Last week we encountered an issue with our OnDemand server where each user who logged in would get the following error:
The proxy server received an invalid response from an upstream server.
The proxy server could not handle the request
Reason: Error reading from remote server
We aren’t sure exactly what may have triggered it. This is what we see in the logs:
[Mon May 22 11:07:42.938803 2023] [proxy:error] [pid 3295] [client IP:52466] AH00898: Error reading from remote server returned by /pun/sys/dashboard, referer: https://adfs.edu/
[Mon May 22 11:07:42.938716 2023] [proxy_http:error] [pid 3295] (70007)The timeout specified has expired: [client IP] AH01102: error reading status line from remote server httpd-UDS:0, referer: https://adfs.edu/
This is what we have in ood_portal.yml other than the servername and ssl:
Is there a way we can extend this timeout? What might be the cause of this? We don’t see any other issues in the logs. In an effort to get back up and running we restored from a backup, but are having some issues with that restored instance as well, so resolving this may be the most ideal. Thank you!

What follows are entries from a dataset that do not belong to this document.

//! Site language name to ISO-639-1 code mapping.

use indexmap::IndexMap;
use log::debug;
use once_cell::sync::Lazy;

/// Fixed mapping from internal language names to ISO-639-1 codes.
static LANG_ISO639: Lazy<IndexMap<&'static str, &'static str>> = Lazy::new(|| {
    IndexMap::from([
        ("afrikaans", "af"),
        ("bosnian", "bs"),
        ("bulgarian", "bg"),
        ("catalan", "ca"),
        ("chinese_simplified", "zh-cn"),
        ("chinese_traditional", "zh"),
        ("croatian", "hr"),
        ("czech", "cs"),
        ("danish", "da"),
        ("dutch", "nl"),
        ("english", "en"),
        ("estonian", "et"),
        ("farsi", "fa"), // replaced by 'persian'
        ("finnish", "fi"),
        ("french_canada", "fr-ca"),
        ("french_france", "fr"),
        ("german", "de"),
        ("german_formal", "de"),
        ("hebrew", "he"),
        ("hellenic", "el"),
        ("indonesian", "id"),
        ("italian", "it"),
        ("japanese", "ja"),
        ("korean", "ko"),
        ("norwegian", "nb"), // Norwegian (Bokmal)
        ("persian", "fa"),
        ("polish", "pl"),
        ("portuguese", "pt"),
        ("portuguese_brazil", "pt-br"),
        ("romanian", "ro"),
        ("russian", "ru"),
        ("serbian", "sr"),
        ("slovak", "sk"),
        ("slovenian", "sl"),
        ("spanish", "es"),
        ("spanish_argentina", "es"),
        ("swedish", "sv"),
        ("turkish", "tr"),
        ("ukrainian", "uk"),
        ("ukrainian_koi8-u", "uk"),
    ])
});

/// Returns the ISO-639-1 (or region-qualified) code for a site language name.
///
/// The lookup is case-insensitive and strips an optional `_utf-8` suffix
/// first. Unknown names fall back to `en`.
///
/// # Examples
///
/// ```
/// use renderkit::lang_iso639_code;
///
/// assert_eq!(lang_iso639_code("FRENCH_FRANCE"), "fr");
/// assert_eq!(lang_iso639_code("german_utf-8"), "de");
/// assert_eq!(lang_iso639_code("unknown_lang"), "en");
/// ```
pub fn lang_iso639_code(lang_name: &str) -> &'static str {
    let lang_name = lang_name.to_lowercase().replace("_utf-8", "");

    match LANG_ISO639.get(lang_name.as_str()).copied() {
        Some(code) => code,
        None => {
            debug!("No ISO-639 code for language {:?}, using 'en'", lang_name);
            "en"
        }
    }
}

#[cfg(test)]
mod tests {
    use super::*;

    #[test]
    fn test_lang_lookup() {
        let test_cases = [
            ("english", "en"),
            ("FRENCH_FRANCE", "fr"),
            ("French_Canada", "fr-ca"),
            ("chinese_simplified", "zh-cn"),
            ("Chinese_Simplified_utf-8", "zh-cn"),
            ("german_utf-8", "de"),
            ("ukrainian_koi8-u", "uk"),
            ("norwegian", "nb"),
        ];
        for (input, expected) in test_cases {
            assert_eq!(lang_iso639_code(input), expected, "Failed for input: {}", input);
        }
    }

    #[test]
    fn test_unknown_defaults_to_en() {
        assert_eq!(lang_iso639_code("unknown_lang"), "en");
        assert_eq!(lang_iso639_code(""), "en");
    }
}
//! Dotted-version comparison with optional operator strings.

use std::cmp::Ordering;
use std::str::FromStr;

use super::convert::convert;
use crate::{RenderError, Result};

/// Comparison operators accepted by [`compare_with_operator`].
///
/// Each operator has the common synonym spellings of its symbol form.
#[derive(Debug, Clone, Copy, PartialEq, Eq)]
pub enum ComparisonOperator {
    /// `<` / `lt`
    Less,
    /// `<=` / `le`
    LessOrEqual,
    /// `>` / `gt`
    Greater,
    /// `>=` / `ge`
    GreaterOrEqual,
    /// `==` / `=` / `eq`
    Equal,
    /// `!=` / `<>` / `ne`
    NotEqual,
}

impl FromStr for ComparisonOperator {
    type Err = RenderError;

    fn from_str(op: &str) -> Result<Self> {
        match op {
            "<" | "lt" => Ok(Self::Less),
            "<=" | "le" => Ok(Self::LessOrEqual),
            ">" | "gt" => Ok(Self::Greater),
            ">=" | "ge" => Ok(Self::GreaterOrEqual),
            "==" | "=" | "eq" => Ok(Self::Equal),
            "!=" | "<>" | "ne" => Ok(Self::NotEqual),
            _ => Err(RenderError::invalid_parameter(format!(
                "Unknown comparison operator: {}",
                op
            ))),
        }
    }
}

impl ComparisonOperator {
    /// Whether the given ordering satisfies this operator.
    pub fn matches(&self, ordering: Ordering) -> bool {
        match self {
            Self::Less => ordering == Ordering::Less,
            Self::LessOrEqual => ordering != Ordering::Greater,
            Self::Greater => ordering == Ordering::Greater,
            Self::GreaterOrEqual => ordering != Ordering::Less,
            Self::Equal => ordering == Ordering::Equal,
            Self::NotEqual => ordering != Ordering::Equal,
        }
    }
}

/// Numeric per-segment comparison of two normalized dotted strings.
///
/// Missing and empty segments are treated as zero.
fn compare_converted(first: &str, second: &str) -> Ordering {
    let first: Vec<u64> = first.split('.').map(|s| s.parse().unwrap_or(0)).collect();
    let second: Vec<u64> = second.split('.').map(|s| s.parse().unwrap_or(0)).collect();

    for i in 0..first.len().max(second.len()) {
        let a = first.get(i).copied().unwrap_or(0);
        let b = second.get(i).copied().unwrap_or(0);
        match a.cmp(&b) {
            Ordering::Equal => continue,
            other => return other,
        }
    }
    Ordering::Equal
}

/// Compares two release version strings.
///
/// Both versions are normalized with [`convert`] before the dotted
/// comparison, so qualifiers order as beta < release candidate < stable <
/// service release for the same numeric base.
///
/// # Examples
///
/// ```
/// use std::cmp::Ordering;
/// use renderkit::version::compare;
///
/// assert_eq!(compare("1.8.0", "1.8.1"), Ordering::Less);
/// assert_eq!(compare("1.8.0b1", "1.8.0"), Ordering::Less);
/// ```
pub fn compare(version1: &str, version2: &str) -> Ordering {
    compare_converted(&convert(version1), &convert(version2))
}

/// Compares two release version strings under the given operator.
///
/// # Errors
///
/// Returns an `InvalidParameter` error for an unrecognized operator
/// spelling.
///
/// # Examples
///
/// ```
/// use renderkit::version::compare_with_operator;
///
/// assert!(compare_with_operator("1.8.0b1", "1.8.0", "<").unwrap());
/// assert!(compare_with_operator("1.8.0sr1", "1.8.0", "gt").unwrap());
/// ```
pub fn compare_with_operator(version1: &str, version2: &str, operator: &str) -> Result<bool> {
    let operator: ComparisonOperator = operator.parse()?;
    Ok(operator.matches(compare(version1, version2)))
}

#[cfg(test)]
mod tests {
    use super::*;

    #[test]
    fn test_compare_ordering() {
        let test_cases = [
            ("1.8.0", "1.8.1", Ordering::Less),
            ("1.8.1", "1.8.0", Ordering::Greater),
            ("1.8.0", "1.8.0", Ordering::Equal),
            // qualifier precedence for the same numeric base
            ("1.8.0b1", "1.8.0", Ordering::Less),
            ("1.8.0rc1", "1.8.0", Ordering::Less),
            ("1.8.0b1", "1.8.0rc1", Ordering::Less),
            ("1.8.0sr1", "1.8.0", Ordering::Greater),
            // bugfix releases sort above their base
            ("1.8.0-1", "1.8.0", Ordering::Greater),
            ("1.8.0sr1-2", "1.8.0sr1", Ordering::Greater),
            // numeric, not lexical
            ("1.10.0", "1.9.0", Ordering::Greater),
        ];
        for (v1, v2, expected) in test_cases {
            assert_eq!(compare(v1, v2), expected, "Failed for {} vs {}", v1, v2);
        }
    }

    #[test]
    fn test_compare_self_equal() {
        let versions = [
            "1.8.0", "1.8.1", "1.8.0b1", "1.8.0rc2", "1.8.0sr1", "1.8.0-1", "1.8.0sr1-2",
            "2.0.0hg",
        ];
        for version in versions {
            assert_eq!(
                compare(version, version),
                Ordering::Equal,
                "Version {} must compare equal to itself",
                version
            );
        }
    }

    #[test]
    fn test_compare_with_operator() -> Result<()> {
        let test_cases = [
            ("1.8.0b1", "1.8.0", "<", true),
            ("1.8.0b1", "1.8.0", "lt", true),
            ("1.8.0", "1.8.0", "==", true),
            ("1.8.0", "1.8.0", "eq", true),
            ("1.8.0", "1.8.0", "=", true),
            ("1.8.1", "1.8.0", ">", true),
            ("1.8.1", "1.8.0", "gt", true),
            ("1.8.0", "1.8.0", ">=", true),
            ("1.8.0", "1.8.0", "ge", true),
            ("1.8.0", "1.8.1", "<=", true),
            ("1.8.0", "1.8.1", "le", true),
            ("1.8.0", "1.8.1", "!=", true),
            ("1.8.0", "1.8.1", "<>", true),
            ("1.8.0", "1.8.1", "ne", true),
            ("1.8.0", "1.8.1", ">", false),
            ("1.8.0", "1.8.0", "!=", false),
        ];
        for (v1, v2, op, expected) in test_cases {
            assert_eq!(
                compare_with_operator(v1, v2, op)?,
                expected,
                "Failed for {} {} {}",
                v1,
                op,
                v2
            );
        }
        Ok(())
    }

    #[test]
    fn test_unknown_operator() {
        let result = compare_with_operator("1.0.0", "1.0.0", "~=");
        assert!(result.is_err());
        assert!(result.unwrap_err().is_invalid_parameter());
    }
}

I’d check in /var/log/ondemand-nginx/$USER/error.log - it appears that you’ve authenticated and we’re trying to start the PUN and can’t communicate with it. It’s a 60 second timeout, so it should be enough.

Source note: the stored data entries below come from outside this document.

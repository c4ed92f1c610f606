// Language and character-set helpers
//
// Maps internal site language names to ISO-639-1 codes and validates the
// configured character set against a known-safe allow-list. Both lookups
// degrade to safe defaults instead of failing.

pub mod lang;
pub mod encoding;

pub use lang::lang_iso639_code;
pub use encoding::{encoding_object, valid_encoding, DEFAULT_ENCODING};
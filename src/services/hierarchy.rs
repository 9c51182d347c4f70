//! Hierarchy Resolver - determine the agent and operator for a shop
//!
//! The shop's own references win. When the shop has an agent but no operator,
//! the earliest approved referral request for that agent supplies it, and the
//! result is written back onto the shop so later resolutions skip the lookup.
//! That write-back is a cache: referral requests stay authoritative and
//! [`HierarchyResolver::invalidate`] drops a stale entry.

use std::sync::Arc;

use tracing::{debug, info};
use uuid::Uuid;

use crate::error::{CommissionError, CommissionResult};
use crate::models::{ResolvedHierarchy, Shop};
use crate::store::CommissionStore;

/// Resolves agent/operator for shops through a [`CommissionStore`]
#[derive(Clone)]
pub struct HierarchyResolver {
    store: Arc<dyn CommissionStore>,
}

impl HierarchyResolver {
    pub fn new(store: Arc<dyn CommissionStore>) -> Self {
        Self { store }
    }

    /// Load the shop and resolve its hierarchy.
    pub async fn resolve_shop(&self, shop_id: Uuid) -> CommissionResult<ResolvedHierarchy> {
        let shop = self
            .store
            .load_shop(shop_id)
            .await?
            .ok_or(CommissionError::ShopNotFound { shop_id })?;
        self.resolve(&shop).await
    }

    /// Resolve the hierarchy of an already-loaded shop.
    pub async fn resolve(&self, shop: &Shop) -> CommissionResult<ResolvedHierarchy> {
        let agent_id = shop.agent_id;

        if let Some(operator_id) = shop.operator_id {
            return Ok(ResolvedHierarchy {
                agent_id,
                operator_id: Some(operator_id),
            });
        }

        let Some(agent) = agent_id else {
            return Ok(ResolvedHierarchy::default());
        };

        let operator_id = match self.store.first_approved_referral(agent).await? {
            Some(referral) => {
                self.write_back(shop.shop_id, referral.operator_id).await?;
                Some(referral.operator_id)
            }
            None => {
                debug!(
                    shop_id = %shop.shop_id,
                    agent_id = %agent,
                    "No approved referral for agent"
                );
                None
            }
        };

        Ok(ResolvedHierarchy {
            agent_id,
            operator_id,
        })
    }

    /// Forget the cached operator for a shop.
    pub async fn invalidate(&self, shop_id: Uuid) -> CommissionResult<()> {
        self.store.clear_shop_operator(shop_id).await?;
        info!(shop_id = %shop_id, "Cleared cached shop operator");
        Ok(())
    }

    async fn write_back(&self, shop_id: Uuid, operator_id: Uuid) -> CommissionResult<()> {
        // Another resolver may have filled it first; both write the same value.
        if self.store.cache_shop_operator(shop_id, operator_id).await? {
            info!(
                shop_id = %shop_id,
                operator_id = %operator_id,
                "Cached resolved operator on shop"
            );
        }
        Ok(())
    }
}

#[cfg(test)]
mod tests {
    use super::*;
    use crate::models::{ReferralRequest, ReferralStatus};
    use crate::store::InMemoryCommissionStore;
    use chrono::{Duration, Utc};

    fn shop(agent_id: Option<Uuid>, operator_id: Option<Uuid>) -> Shop {
        Shop {
            shop_id: Uuid::new_v4(),
            name: "Harbour Books".into(),
            category: Some("Books".into()),
            agent_id,
            operator_id,
        }
    }

    async fn setup() -> (InMemoryCommissionStore, HierarchyResolver) {
        let store = InMemoryCommissionStore::new();
        let resolver = HierarchyResolver::new(Arc::new(store.clone()));
        (store, resolver)
    }

    #[tokio::test]
    async fn test_stored_operator_wins() {
        let (store, resolver) = setup().await;
        let (agent, operator) = (Uuid::new_v4(), Uuid::new_v4());
        store
            .add_referral(ReferralRequest {
                request_id: Uuid::new_v4(),
                operator_id: Uuid::new_v4(),
                agent_id: agent,
                status: ReferralStatus::Approved,
                created_at: Utc::now(),
            })
            .await;
        let s = shop(Some(agent), Some(operator));
        store.add_shop(s.clone()).await;

        let resolved = resolver.resolve_shop(s.shop_id).await.unwrap();
        assert_eq!(resolved.agent_id, Some(agent));
        assert_eq!(resolved.operator_id, Some(operator));
    }

    #[tokio::test]
    async fn test_falls_back_to_earliest_approved_referral_and_caches() {
        let (store, resolver) = setup().await;
        let (agent, early, late) = (Uuid::new_v4(), Uuid::new_v4(), Uuid::new_v4());
        for (operator_id, age, status) in [
            (late, 1, ReferralStatus::Approved),
            (early, 5, ReferralStatus::Approved),
            (Uuid::new_v4(), 9, ReferralStatus::Rejected),
        ] {
            store
                .add_referral(ReferralRequest {
                    request_id: Uuid::new_v4(),
                    operator_id,
                    agent_id: agent,
                    status,
                    created_at: Utc::now() - Duration::days(age),
                })
                .await;
        }
        let s = shop(Some(agent), None);
        store.add_shop(s.clone()).await;

        let resolved = resolver.resolve_shop(s.shop_id).await.unwrap();
        assert_eq!(resolved.operator_id, Some(early));

        let cached = store.load_shop(s.shop_id).await.unwrap().unwrap();
        assert_eq!(cached.operator_id, Some(early));
    }

    #[tokio::test]
    async fn test_no_agent_means_no_operator_lookup() {
        let (store, resolver) = setup().await;
        let s = shop(None, None);
        store.add_shop(s.clone()).await;

        let resolved = resolver.resolve_shop(s.shop_id).await.unwrap();
        assert_eq!(resolved, ResolvedHierarchy::default());
    }

    #[tokio::test]
    async fn test_missing_shop() {
        let (_store, resolver) = setup().await;
        let err = resolver.resolve_shop(Uuid::new_v4()).await.unwrap_err();
        assert!(matches!(err, CommissionError::ShopNotFound { .. }));
    }

    #[tokio::test]
    async fn test_invalidate_forces_fresh_lookup() {
        let (store, resolver) = setup().await;
        let agent = Uuid::new_v4();
        let first = ReferralRequest {
            request_id: Uuid::new_v4(),
            operator_id: Uuid::new_v4(),
            agent_id: agent,
            status: ReferralStatus::Approved,
            created_at: Utc::now() - Duration::days(3),
        };
        let second_operator = Uuid::new_v4();
        store.add_referral(first.clone()).await;
        store
            .add_referral(ReferralRequest {
                request_id: Uuid::new_v4(),
                operator_id: second_operator,
                agent_id: agent,
                status: ReferralStatus::Approved,
                created_at: Utc::now(),
            })
            .await;
        let s = shop(Some(agent), None);
        store.add_shop(s.clone()).await;

        let resolved = resolver.resolve_shop(s.shop_id).await.unwrap();
        assert_eq!(resolved.operator_id, Some(first.operator_id));

        // Referral revoked: the cache still answers until invalidated
        store
            .set_referral_status(first.request_id, ReferralStatus::Rejected)
            .await;
        let stale = resolver.resolve_shop(s.shop_id).await.unwrap();
        assert_eq!(stale.operator_id, Some(first.operator_id));

        resolver.invalidate(s.shop_id).await.unwrap();
        let fresh = resolver.resolve_shop(s.shop_id).await.unwrap();
        assert_eq!(fresh.operator_id, Some(second_operator));
    }
}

You can set the timeout through this apache configuration. Just drop a timeout.conf in your conf.d directory and it’ll be a global setting.
No other messages in /var/log/messages or journalctl unfortunately nor in the top-level error.log. We took a look again at the Apache logs and nothing else stands out except that original timeout error. We may see if we can try to get this up and running again with the restored version of the VM.
Strangely, this seems to have something to do with OnDemand 3.0, though we aren’t sure what. If we take our restored VM running OOD 2 we are able to log in without trouble, but if upgrade that same VM to 3.0 the exact same issue appears. We’re continuing to look into it.
We are seeing a similar issue running 3.0.1 on RHEL 8.5. So far I’ve only heard reports of this happening to one user. All I see in their /var/log/ondemand-nginx/$USER/error.log is the following:
[ E 2023-06-02 08:59:32.8974 882831/T2d age/Cor/App/Implementation.cpp:221 ]: Could not spawn process for application /var/www/ood/apps/sys/dashboard: A timeout occurred while spawning an application process.
Error ID: 4061c76a
Error details saved to: /tmp/passenger-error-vuoUnL.html
Per one of the earlier suggestions, we bumped the timeout in /etc/httpd/conf.d/timeout.conf to 120 seconds and it’s still timing out.
The only other thing I thought of was that this user had development enabled, and sometimes I’ve seen if a person has a “bad app” in dev, it can cause issues. But I had him move his dev apps out of his home directory and that didn’t fix it, so I don’t think it’s anything he’s done.
Other than that, I can say we are using CAS authentication. I’m working with our enterprise folks to make sure there are no errors on the CAS side, but I am able to successfully auth with my account, so my hunch is CAS is not the issue.
Happy to provide details from other log files if requested.
I guess our issue did have to do with having development enabled. The issue was isolated just to this one user, and when I removed his /var/www/ood/apps/dev/$USER/gateway link, he was able to get into the dashboard again. Then we added that link back in and everything is still working.
Not sure what to make of that, but hopefully it’s an additional data point at least.
We never did get more information on this issue but just wanted to add, I am happy to report that we started over and our fresh install of version 2.X is working fine. We are using ADFS authentication and the enterprise folks did not see anything out of the ordinary either. To add to the recent replies, we were not using selinux. On our side, we did have dev enabled but just for one user, but our issue was that suddenly all users reported getting the proxy error one afternoon without any changes to the server. We especially think it’s strange that we had this issue with OOD 3.0 on a fresh install, so it must be something on our end, our collective IT team just has no idea what. To be honest, we haven’t really looked into it more as it’s been working and other projects have taken bigger priority now. We may experiment with another 3.0 instance in the future.